Provided records -

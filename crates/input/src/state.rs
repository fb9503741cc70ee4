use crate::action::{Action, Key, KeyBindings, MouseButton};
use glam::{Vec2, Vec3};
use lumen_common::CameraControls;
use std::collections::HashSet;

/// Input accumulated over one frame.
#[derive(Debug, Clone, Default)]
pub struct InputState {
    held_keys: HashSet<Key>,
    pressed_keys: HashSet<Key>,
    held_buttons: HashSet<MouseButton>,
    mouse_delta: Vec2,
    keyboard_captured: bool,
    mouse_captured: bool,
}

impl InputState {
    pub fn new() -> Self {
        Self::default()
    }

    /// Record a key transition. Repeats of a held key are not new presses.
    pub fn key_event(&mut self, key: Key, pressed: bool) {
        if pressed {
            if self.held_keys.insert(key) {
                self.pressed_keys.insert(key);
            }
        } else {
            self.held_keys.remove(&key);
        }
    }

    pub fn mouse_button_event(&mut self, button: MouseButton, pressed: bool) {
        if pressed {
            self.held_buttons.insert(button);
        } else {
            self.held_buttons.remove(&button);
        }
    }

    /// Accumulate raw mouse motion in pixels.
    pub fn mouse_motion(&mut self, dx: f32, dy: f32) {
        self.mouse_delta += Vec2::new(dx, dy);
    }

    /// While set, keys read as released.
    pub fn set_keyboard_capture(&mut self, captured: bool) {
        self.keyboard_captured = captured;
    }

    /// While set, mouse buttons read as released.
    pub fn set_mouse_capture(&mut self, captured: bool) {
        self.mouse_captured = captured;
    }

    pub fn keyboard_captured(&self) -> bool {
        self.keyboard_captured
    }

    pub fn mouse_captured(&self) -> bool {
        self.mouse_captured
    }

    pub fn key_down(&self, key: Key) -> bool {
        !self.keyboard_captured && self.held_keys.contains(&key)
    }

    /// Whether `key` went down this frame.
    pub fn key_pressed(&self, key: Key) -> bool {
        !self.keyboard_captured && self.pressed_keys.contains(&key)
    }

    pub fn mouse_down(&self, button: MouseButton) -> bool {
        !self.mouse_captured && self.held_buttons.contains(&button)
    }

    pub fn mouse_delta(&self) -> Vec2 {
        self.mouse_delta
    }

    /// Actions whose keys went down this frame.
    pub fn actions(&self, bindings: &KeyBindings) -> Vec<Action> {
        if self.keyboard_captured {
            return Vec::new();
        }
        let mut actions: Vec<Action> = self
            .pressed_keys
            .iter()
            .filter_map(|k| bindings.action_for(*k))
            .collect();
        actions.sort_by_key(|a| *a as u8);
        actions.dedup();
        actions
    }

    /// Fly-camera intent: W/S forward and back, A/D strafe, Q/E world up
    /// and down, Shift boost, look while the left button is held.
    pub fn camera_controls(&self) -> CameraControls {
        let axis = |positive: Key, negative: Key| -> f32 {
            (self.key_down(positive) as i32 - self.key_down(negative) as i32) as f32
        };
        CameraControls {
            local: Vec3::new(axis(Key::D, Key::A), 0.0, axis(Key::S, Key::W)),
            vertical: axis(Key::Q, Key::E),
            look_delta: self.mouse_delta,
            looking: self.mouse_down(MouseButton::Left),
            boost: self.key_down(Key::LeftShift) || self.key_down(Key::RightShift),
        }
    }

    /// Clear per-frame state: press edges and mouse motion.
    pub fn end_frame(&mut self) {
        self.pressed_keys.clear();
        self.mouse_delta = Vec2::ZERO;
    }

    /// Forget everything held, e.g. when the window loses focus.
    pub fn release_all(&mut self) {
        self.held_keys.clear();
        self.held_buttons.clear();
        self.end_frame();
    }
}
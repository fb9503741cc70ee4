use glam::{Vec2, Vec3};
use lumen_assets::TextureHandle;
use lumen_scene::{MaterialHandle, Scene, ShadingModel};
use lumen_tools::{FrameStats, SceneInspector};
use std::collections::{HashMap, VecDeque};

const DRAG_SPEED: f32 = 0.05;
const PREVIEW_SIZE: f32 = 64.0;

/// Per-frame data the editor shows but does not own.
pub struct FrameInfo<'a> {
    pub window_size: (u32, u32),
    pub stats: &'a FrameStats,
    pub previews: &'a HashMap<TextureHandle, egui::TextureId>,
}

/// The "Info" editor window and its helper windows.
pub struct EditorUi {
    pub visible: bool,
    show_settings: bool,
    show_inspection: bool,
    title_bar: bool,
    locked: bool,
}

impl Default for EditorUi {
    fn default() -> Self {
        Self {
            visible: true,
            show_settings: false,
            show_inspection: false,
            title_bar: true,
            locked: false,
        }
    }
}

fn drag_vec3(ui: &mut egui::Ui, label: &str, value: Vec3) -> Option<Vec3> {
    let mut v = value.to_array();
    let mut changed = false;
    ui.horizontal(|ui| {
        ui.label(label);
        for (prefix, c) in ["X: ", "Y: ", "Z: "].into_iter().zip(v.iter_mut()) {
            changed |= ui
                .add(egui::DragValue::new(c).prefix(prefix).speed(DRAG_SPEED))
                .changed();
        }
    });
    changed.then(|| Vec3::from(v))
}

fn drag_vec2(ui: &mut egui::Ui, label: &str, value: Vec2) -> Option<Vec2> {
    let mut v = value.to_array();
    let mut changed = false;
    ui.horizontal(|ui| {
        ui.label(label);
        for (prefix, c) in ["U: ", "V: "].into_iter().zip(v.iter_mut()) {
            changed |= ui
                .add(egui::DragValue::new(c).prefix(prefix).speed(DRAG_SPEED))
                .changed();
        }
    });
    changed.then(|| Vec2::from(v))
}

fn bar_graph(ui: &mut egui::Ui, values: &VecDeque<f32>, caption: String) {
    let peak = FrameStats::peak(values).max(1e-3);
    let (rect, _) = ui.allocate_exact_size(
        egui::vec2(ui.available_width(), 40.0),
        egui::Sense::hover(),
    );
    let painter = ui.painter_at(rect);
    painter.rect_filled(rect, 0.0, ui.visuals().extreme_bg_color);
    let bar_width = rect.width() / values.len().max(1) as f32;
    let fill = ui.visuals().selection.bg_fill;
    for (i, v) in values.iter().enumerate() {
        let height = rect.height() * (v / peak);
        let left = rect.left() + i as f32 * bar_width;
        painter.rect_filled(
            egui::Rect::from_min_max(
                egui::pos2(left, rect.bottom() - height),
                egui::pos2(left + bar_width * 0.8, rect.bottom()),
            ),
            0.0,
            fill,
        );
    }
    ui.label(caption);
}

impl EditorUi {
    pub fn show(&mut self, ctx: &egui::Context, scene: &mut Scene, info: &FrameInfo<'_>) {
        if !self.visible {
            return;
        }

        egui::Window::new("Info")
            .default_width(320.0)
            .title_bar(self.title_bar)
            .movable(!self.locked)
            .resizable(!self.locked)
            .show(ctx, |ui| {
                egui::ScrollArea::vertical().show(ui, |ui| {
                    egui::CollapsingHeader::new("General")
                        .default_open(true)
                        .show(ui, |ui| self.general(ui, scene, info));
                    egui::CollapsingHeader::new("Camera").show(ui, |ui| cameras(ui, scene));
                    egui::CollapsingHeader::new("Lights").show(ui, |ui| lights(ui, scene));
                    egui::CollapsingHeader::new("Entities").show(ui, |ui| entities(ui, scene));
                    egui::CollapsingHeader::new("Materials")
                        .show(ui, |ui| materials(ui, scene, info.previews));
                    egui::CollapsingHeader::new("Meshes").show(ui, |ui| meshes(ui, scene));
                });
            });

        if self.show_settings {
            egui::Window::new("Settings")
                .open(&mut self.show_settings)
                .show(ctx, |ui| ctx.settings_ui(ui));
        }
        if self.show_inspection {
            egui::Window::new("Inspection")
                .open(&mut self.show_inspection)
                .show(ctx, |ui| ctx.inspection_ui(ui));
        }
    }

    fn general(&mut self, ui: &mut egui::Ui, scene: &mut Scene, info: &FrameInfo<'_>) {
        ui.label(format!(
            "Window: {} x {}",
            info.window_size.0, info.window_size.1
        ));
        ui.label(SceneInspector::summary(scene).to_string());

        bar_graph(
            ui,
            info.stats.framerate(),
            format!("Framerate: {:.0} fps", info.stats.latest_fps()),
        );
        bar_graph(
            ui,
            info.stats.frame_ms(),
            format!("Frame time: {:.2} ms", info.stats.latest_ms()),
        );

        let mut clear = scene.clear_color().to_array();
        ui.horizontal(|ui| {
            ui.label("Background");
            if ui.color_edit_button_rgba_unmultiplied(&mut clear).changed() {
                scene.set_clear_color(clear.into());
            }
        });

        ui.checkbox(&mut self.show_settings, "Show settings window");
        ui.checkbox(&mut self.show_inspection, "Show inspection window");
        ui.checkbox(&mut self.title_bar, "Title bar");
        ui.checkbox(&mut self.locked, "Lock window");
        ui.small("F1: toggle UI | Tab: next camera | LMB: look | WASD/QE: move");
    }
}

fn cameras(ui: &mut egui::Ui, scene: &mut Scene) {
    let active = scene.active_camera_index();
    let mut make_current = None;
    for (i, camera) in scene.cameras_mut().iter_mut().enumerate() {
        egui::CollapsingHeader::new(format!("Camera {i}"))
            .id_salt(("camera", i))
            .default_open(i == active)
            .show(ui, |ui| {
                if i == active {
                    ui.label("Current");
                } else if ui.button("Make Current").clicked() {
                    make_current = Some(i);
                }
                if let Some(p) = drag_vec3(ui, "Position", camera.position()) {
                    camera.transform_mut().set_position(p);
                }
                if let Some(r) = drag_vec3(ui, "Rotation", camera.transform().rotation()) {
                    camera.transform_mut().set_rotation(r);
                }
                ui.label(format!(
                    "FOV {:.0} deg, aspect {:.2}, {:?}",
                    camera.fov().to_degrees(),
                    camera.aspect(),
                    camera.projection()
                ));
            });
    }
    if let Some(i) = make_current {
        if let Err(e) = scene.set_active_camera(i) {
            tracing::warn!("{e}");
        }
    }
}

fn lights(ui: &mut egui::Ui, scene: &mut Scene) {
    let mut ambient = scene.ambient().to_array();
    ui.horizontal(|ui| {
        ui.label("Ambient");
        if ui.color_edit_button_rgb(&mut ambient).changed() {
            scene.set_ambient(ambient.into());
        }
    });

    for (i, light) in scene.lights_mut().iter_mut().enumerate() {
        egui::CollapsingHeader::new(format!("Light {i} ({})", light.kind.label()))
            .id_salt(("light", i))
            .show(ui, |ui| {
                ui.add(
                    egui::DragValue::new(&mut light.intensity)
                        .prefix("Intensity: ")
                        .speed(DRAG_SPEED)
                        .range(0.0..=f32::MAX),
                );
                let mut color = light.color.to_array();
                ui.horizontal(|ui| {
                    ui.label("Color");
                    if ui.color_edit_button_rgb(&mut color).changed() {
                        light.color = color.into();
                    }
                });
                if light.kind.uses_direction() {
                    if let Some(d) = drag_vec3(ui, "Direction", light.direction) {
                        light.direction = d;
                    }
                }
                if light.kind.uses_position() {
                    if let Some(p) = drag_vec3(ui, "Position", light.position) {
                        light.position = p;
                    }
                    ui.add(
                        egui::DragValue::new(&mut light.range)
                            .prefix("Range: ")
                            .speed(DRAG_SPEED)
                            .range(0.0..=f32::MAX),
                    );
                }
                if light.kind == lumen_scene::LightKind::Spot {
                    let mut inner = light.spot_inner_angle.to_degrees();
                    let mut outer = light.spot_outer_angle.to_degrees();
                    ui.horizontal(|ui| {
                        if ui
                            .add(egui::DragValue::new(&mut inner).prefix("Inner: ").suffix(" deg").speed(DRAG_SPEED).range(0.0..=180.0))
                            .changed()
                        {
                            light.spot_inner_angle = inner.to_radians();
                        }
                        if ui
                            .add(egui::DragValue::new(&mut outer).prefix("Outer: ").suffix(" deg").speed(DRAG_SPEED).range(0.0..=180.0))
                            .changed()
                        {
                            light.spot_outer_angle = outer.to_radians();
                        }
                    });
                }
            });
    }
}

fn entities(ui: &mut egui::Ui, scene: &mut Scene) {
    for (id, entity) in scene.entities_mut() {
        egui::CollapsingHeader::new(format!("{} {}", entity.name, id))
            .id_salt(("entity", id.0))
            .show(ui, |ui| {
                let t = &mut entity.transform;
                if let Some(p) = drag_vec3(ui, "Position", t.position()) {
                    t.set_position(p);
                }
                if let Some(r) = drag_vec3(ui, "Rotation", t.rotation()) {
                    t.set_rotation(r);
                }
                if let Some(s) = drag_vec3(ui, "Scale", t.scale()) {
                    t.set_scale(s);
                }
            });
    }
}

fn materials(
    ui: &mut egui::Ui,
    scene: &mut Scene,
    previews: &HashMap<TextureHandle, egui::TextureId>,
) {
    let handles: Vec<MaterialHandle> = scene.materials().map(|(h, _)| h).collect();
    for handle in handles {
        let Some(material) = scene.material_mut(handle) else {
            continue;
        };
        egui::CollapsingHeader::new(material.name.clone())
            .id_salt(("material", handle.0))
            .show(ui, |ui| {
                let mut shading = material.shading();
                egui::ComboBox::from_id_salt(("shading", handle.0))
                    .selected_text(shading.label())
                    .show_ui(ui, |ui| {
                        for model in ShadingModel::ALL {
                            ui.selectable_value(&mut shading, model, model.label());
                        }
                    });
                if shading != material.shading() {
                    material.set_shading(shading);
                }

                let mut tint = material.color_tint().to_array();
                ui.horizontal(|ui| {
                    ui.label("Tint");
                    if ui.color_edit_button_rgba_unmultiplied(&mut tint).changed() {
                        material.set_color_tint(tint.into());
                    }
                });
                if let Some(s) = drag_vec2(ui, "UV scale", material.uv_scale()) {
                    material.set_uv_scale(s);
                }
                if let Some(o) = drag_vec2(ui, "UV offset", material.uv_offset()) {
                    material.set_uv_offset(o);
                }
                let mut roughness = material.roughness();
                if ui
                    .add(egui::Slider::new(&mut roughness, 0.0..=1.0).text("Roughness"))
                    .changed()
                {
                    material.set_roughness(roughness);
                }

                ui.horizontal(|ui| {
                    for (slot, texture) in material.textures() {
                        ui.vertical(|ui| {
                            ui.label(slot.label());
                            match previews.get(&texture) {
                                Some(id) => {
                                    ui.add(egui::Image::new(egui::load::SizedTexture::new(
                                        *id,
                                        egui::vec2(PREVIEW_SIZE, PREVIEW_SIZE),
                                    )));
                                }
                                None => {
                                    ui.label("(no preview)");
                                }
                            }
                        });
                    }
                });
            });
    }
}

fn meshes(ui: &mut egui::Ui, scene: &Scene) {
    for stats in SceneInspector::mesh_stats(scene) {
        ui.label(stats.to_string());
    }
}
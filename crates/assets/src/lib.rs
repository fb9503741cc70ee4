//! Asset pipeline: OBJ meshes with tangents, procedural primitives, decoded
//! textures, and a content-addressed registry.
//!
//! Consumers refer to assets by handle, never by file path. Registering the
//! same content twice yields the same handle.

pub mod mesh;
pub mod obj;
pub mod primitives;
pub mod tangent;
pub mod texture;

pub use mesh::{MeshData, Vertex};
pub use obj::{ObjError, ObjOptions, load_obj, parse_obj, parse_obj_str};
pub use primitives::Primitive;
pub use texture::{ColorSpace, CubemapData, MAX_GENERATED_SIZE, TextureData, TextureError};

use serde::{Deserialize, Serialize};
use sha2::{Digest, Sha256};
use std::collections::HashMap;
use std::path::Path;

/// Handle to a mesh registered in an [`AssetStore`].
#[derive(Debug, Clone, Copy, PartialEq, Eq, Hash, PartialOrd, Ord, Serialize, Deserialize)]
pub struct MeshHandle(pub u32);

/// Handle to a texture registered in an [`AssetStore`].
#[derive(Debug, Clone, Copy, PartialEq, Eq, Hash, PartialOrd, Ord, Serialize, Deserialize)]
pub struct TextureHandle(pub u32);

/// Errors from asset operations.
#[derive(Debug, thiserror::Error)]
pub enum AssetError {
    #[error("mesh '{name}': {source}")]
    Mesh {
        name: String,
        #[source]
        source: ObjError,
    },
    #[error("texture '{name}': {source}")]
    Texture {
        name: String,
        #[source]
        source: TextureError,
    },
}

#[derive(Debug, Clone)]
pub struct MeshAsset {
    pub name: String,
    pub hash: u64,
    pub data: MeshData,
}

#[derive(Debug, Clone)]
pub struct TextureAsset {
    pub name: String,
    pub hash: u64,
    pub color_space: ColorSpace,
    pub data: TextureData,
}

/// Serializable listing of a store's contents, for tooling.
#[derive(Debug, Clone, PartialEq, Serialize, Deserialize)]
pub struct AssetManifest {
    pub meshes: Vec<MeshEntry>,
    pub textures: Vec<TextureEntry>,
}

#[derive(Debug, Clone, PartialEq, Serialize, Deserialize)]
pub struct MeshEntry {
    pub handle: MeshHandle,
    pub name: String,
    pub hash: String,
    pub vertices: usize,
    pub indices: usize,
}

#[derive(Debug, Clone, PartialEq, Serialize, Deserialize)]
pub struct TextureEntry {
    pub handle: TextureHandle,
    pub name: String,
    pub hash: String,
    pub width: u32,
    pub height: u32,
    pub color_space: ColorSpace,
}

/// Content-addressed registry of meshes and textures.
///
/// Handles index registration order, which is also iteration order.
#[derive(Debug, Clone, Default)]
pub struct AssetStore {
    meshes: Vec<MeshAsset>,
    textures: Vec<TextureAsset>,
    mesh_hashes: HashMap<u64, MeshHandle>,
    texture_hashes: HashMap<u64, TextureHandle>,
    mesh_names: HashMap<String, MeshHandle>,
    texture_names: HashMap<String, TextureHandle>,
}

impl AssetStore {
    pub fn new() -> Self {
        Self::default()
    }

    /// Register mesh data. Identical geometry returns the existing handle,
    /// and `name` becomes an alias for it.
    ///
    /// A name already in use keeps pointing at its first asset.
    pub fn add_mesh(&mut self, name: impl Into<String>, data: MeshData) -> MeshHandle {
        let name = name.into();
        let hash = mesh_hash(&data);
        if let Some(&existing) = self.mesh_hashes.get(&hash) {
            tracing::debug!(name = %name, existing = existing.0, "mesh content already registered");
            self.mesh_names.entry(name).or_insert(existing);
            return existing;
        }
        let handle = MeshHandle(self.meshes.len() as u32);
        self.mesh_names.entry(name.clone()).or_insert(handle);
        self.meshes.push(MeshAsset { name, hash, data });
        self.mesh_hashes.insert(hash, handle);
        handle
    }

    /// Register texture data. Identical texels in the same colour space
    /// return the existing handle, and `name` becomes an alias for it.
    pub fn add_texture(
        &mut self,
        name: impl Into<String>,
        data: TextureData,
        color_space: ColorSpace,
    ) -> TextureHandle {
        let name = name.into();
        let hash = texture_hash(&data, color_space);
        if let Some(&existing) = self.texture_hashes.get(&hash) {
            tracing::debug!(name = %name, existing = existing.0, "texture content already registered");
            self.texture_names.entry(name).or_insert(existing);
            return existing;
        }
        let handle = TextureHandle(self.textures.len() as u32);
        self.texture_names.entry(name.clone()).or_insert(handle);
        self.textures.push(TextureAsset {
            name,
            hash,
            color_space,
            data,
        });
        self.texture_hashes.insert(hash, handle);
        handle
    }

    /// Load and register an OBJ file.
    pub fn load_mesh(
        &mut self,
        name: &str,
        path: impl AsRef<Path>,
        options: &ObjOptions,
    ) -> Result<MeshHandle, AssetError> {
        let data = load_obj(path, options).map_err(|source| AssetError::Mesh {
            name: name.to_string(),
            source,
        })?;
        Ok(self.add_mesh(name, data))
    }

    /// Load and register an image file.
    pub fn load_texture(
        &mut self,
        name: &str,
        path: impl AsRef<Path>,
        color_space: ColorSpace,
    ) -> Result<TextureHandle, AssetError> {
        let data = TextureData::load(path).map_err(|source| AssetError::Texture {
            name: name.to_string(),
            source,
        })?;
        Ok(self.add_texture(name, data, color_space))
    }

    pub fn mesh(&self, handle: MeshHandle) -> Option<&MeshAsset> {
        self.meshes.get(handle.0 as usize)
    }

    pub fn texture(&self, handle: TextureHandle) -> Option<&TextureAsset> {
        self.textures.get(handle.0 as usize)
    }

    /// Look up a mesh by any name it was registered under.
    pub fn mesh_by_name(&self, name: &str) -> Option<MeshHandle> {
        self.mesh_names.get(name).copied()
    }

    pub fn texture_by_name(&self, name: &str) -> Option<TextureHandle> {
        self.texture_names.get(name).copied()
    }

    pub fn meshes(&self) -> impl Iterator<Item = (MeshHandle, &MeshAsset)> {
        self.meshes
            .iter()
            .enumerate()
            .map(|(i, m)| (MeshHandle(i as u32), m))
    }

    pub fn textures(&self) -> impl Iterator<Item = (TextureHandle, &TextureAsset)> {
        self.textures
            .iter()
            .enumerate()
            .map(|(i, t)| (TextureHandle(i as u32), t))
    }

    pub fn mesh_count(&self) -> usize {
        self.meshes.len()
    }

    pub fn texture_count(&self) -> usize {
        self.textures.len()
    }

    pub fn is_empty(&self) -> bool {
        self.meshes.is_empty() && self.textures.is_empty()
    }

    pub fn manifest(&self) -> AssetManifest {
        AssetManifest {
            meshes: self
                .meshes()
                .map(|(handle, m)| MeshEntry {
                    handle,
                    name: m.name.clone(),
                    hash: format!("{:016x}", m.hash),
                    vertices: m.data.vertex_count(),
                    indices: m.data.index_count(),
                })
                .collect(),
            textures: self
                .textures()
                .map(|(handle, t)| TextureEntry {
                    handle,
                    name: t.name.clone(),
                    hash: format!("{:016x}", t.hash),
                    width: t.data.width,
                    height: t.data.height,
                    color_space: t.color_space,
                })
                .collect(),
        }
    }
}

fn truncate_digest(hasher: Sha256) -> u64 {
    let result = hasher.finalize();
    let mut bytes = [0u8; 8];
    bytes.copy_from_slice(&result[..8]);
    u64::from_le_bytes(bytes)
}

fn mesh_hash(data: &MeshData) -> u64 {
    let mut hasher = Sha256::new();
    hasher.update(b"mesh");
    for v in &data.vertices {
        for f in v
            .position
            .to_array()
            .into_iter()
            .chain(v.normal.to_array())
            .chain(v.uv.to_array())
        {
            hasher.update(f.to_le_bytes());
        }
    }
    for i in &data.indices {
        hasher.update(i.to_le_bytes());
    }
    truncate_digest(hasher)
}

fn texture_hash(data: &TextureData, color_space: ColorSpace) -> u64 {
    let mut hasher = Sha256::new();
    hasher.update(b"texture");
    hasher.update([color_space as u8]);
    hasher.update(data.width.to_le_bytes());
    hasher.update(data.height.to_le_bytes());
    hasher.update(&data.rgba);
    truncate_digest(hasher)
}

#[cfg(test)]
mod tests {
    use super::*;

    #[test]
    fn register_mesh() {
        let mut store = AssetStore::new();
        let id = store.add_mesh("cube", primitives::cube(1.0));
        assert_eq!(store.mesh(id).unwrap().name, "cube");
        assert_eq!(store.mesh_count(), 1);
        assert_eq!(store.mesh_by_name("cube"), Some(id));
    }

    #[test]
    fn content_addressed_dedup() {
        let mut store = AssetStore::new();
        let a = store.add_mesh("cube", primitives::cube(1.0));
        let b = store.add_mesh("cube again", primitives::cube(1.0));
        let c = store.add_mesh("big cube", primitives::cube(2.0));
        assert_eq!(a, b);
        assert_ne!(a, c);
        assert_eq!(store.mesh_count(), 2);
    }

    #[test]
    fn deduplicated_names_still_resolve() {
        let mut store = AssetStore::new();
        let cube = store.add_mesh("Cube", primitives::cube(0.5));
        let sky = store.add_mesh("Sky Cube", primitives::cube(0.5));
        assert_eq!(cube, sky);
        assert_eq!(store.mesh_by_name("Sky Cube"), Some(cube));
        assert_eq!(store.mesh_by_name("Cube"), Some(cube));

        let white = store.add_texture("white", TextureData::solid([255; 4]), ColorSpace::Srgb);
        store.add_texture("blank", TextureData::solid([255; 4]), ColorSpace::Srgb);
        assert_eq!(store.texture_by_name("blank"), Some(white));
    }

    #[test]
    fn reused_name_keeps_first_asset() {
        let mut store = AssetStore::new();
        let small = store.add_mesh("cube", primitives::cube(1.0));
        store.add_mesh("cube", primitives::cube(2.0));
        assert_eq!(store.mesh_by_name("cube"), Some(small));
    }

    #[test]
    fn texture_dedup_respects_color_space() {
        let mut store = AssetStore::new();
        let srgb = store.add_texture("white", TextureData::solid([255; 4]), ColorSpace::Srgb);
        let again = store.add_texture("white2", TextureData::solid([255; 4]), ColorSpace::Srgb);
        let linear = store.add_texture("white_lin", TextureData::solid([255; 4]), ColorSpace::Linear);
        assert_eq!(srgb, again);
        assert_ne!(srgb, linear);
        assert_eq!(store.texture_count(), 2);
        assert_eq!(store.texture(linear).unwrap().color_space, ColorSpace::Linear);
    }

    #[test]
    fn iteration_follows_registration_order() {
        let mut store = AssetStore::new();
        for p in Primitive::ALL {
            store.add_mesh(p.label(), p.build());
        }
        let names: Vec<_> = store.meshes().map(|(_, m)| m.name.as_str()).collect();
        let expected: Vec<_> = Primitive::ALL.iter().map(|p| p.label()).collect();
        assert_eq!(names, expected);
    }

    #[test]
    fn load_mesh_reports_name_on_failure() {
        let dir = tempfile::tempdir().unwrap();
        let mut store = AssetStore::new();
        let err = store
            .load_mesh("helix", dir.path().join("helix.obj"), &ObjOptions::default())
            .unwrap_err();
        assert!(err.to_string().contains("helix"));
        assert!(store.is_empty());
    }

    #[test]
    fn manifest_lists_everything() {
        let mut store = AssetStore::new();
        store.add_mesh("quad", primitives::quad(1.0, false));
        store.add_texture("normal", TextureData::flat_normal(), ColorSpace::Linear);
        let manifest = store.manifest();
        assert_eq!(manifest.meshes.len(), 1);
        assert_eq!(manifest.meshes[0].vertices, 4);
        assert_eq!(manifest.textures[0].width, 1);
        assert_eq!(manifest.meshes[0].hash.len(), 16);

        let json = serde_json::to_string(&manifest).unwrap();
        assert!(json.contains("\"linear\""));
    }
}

Problem requirements - Beginning at the line that contains "assert_eq!(manifest.meshes.len(), 1);", transcribe every line through the end of the material exactly, leaving out all earlier lines.

Output for this task -
        assert_eq!(manifest.meshes.len(), 1);
        assert_eq!(manifest.meshes[0].vertices, 4);
        assert_eq!(manifest.textures[0].width, 1);
        assert_eq!(manifest.meshes[0].hash.len(), 16);

        let json = serde_json::to_string(&manifest).unwrap();
        assert!(json.contains("\"linear\""));
    }
}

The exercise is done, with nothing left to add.